### Provided data:
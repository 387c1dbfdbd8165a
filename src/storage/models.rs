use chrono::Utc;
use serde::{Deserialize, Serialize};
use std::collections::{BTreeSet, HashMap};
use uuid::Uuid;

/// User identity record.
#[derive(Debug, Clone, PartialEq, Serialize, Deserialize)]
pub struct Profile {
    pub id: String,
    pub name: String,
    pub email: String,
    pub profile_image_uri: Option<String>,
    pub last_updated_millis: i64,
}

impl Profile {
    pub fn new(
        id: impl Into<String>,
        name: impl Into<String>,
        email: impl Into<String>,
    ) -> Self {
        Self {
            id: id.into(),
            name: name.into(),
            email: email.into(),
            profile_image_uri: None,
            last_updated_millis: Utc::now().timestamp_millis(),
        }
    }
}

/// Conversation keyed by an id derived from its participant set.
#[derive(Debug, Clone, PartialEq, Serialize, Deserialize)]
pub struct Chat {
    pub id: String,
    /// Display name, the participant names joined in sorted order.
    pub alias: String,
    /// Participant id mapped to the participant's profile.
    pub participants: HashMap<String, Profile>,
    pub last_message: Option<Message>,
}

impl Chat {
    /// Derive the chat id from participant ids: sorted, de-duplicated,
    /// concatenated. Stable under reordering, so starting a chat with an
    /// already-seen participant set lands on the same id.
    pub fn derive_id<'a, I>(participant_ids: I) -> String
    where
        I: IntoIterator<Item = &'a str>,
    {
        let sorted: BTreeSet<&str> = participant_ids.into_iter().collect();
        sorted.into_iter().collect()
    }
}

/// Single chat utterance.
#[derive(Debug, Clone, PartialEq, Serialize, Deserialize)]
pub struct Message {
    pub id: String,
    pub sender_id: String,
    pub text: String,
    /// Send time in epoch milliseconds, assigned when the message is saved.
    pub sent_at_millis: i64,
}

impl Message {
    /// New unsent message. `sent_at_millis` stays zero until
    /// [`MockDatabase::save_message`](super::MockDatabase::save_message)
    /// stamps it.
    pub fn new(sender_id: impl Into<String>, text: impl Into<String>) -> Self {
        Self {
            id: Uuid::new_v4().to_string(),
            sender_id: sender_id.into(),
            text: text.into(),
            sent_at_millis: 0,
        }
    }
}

--

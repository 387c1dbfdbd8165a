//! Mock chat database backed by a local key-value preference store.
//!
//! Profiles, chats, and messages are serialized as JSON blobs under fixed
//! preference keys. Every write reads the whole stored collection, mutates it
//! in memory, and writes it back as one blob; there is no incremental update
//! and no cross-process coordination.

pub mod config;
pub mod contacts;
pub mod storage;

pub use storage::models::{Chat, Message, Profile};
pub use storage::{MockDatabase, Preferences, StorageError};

### Work order:
Restate word for word the entries above from the line with "User identity record." through the line with "Derive the chat", inclusive, leaving out everything else.

### Answer for this exercise:
/// User identity record.
#[derive(Debug, Clone, PartialEq, Serialize, Deserialize)]
pub struct Profile {
    pub id: String,
    pub name: String,
    pub email: String,
    pub profile_image_uri: Option<String>,
    pub last_updated_millis: i64,
}

impl Profile {
    pub fn new(
        id: impl Into<String>,
        name: impl Into<String>,
        email: impl Into<String>,
    ) -> Self {
        Self {
            id: id.into(),
            name: name.into(),
            email: email.into(),
            profile_image_uri: None,
            last_updated_millis: Utc::now().timestamp_millis(),
        }
    }
}

/// Conversation keyed by an id derived from its participant set.
#[derive(Debug, Clone, PartialEq, Serialize, Deserialize)]
pub struct Chat {
    pub id: String,
    /// Display name, the participant names joined in sorted order.
    pub alias: String,
    /// Participant id mapped to the participant's profile.
    pub participants: HashMap<String, Profile>,
    pub last_message: Option<Message>,
}

impl Chat {
    /// Derive the chat id from participant ids: sorted, de-duplicated,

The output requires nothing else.